Exercise instructions: Output verbatim the lines beginning at the one that contains "use tracing::info;" and ending at the last line of the material, inclusive of both.

Extracted entries below:

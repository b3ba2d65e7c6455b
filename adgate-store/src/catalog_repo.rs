use async_trait::async_trait;
use adgate_core::repository::CreativeAdRepository;
use adgate_core::{CoreError, CoreResult};
use adgate_shared::{segment_matches, AdType, CreativeAd};
use tokio::sync::RwLock;
use tracing::info;

/// Creative ads held in memory, as handed over by catalog ingestion
#[derive(Default)]
pub struct InMemoryCreativeAdRepository {
    creative_ads: RwLock<Vec<CreativeAd>>,
}

impl InMemoryCreativeAdRepository {
    pub fn new(creative_ads: Vec<CreativeAd>) -> Self {
        Self {
            creative_ads: RwLock::new(creative_ads),
        }
    }

    /// Parse a JSON array of creative ads
    pub fn from_json(json: &str) -> CoreResult<Self> {
        let creative_ads: Vec<CreativeAd> = serde_json::from_str(json)
            .map_err(|e| CoreError::InvalidArgument(format!("Malformed catalog: {}", e)))?;
        info!("Loaded {} creative ads", creative_ads.len());
        Ok(Self::new(creative_ads))
    }

    /// Swap in a freshly ingested catalog
    pub async fn replace_all(&self, creative_ads: Vec<CreativeAd>) {
        *self.creative_ads.write().await = creative_ads;
    }
}

#[async_trait]
impl CreativeAdRepository for InMemoryCreativeAdRepository {
    async fn get_for_type(&self, ad_type: AdType) -> CoreResult<Vec<CreativeAd>> {
        let creative_ads = self.creative_ads.read().await;
        Ok(creative_ads
            .iter()
            .filter(|c| c.ad_type == ad_type)
            .cloned()
            .collect())
    }

    async fn get_for_segments(
        &self,
        ad_type: AdType,
        segments: &[String],
    ) -> CoreResult<Vec<CreativeAd>> {
        let creative_ads = self.creative_ads.read().await;
        Ok(creative_ads
            .iter()
            .filter(|c| c.ad_type == ad_type)
            .filter(|c| segments.iter().any(|s| segment_matches(&c.segment, s)))
            .cloned()
            .collect())
    }

    async fn get_by_creative_instance_id(
        &self,
        creative_instance_id: &str,
    ) -> CoreResult<Option<CreativeAd>> {
        let creative_ads = self.creative_ads.read().await;
        Ok(creative_ads
            .iter()
            .find(|c| c.creative_instance_id == creative_instance_id)
            .cloned())
    }
}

End of Extracted entries.

Output for this task:
use tracing::info;

/// Creative ads held in memory, as handed over by catalog ingestion
#[derive(Default)]
pub struct InMemoryCreativeAdRepository {
    creative_ads: RwLock<Vec<CreativeAd>>,
}

impl InMemoryCreativeAdRepository {
    pub fn new(creative_ads: Vec<CreativeAd>) -> Self {
        Self {
            creative_ads: RwLock::new(creative_ads),
        }
    }

    /// Parse a JSON array of creative ads
    pub fn from_json(json: &str) -> CoreResult<Self> {
        let creative_ads: Vec<CreativeAd> = serde_json::from_str(json)
            .map_err(|e| CoreError::InvalidArgument(format!("Malformed catalog: {}", e)))?;
        info!("Loaded {} creative ads", creative_ads.len());
        Ok(Self::new(creative_ads))
    }

    /// Swap in a freshly ingested catalog
    pub async fn replace_all(&self, creative_ads: Vec<CreativeAd>) {
        *self.creative_ads.write().await = creative_ads;
    }
}

#[async_trait]
impl CreativeAdRepository for InMemoryCreativeAdRepository {
    async fn get_for_type(&self, ad_type: AdType) -> CoreResult<Vec<CreativeAd>> {
        let creative_ads = self.creative_ads.read().await;
        Ok(creative_ads
            .iter()
            .filter(|c| c.ad_type == ad_type)
            .cloned()
            .collect())
    }

    async fn get_for_segments(
        &self,
        ad_type: AdType,
        segments: &[String],
    ) -> CoreResult<Vec<CreativeAd>> {
        let creative_ads = self.creative_ads.read().await;
        Ok(creative_ads
            .iter()
            .filter(|c| c.ad_type == ad_type)
            .filter(|c| segments.iter().any(|s| segment_matches(&c.segment, s)))
            .cloned()
            .collect())
    }

    async fn get_by_creative_instance_id(
        &self,
        creative_instance_id: &str,
    ) -> CoreResult<Option<CreativeAd>> {
        let creative_ads = self.creative_ads.read().await;
        Ok(creative_ads
            .iter()
            .find(|c| c.creative_instance_id == creative_instance_id)
            .cloned())
    }
}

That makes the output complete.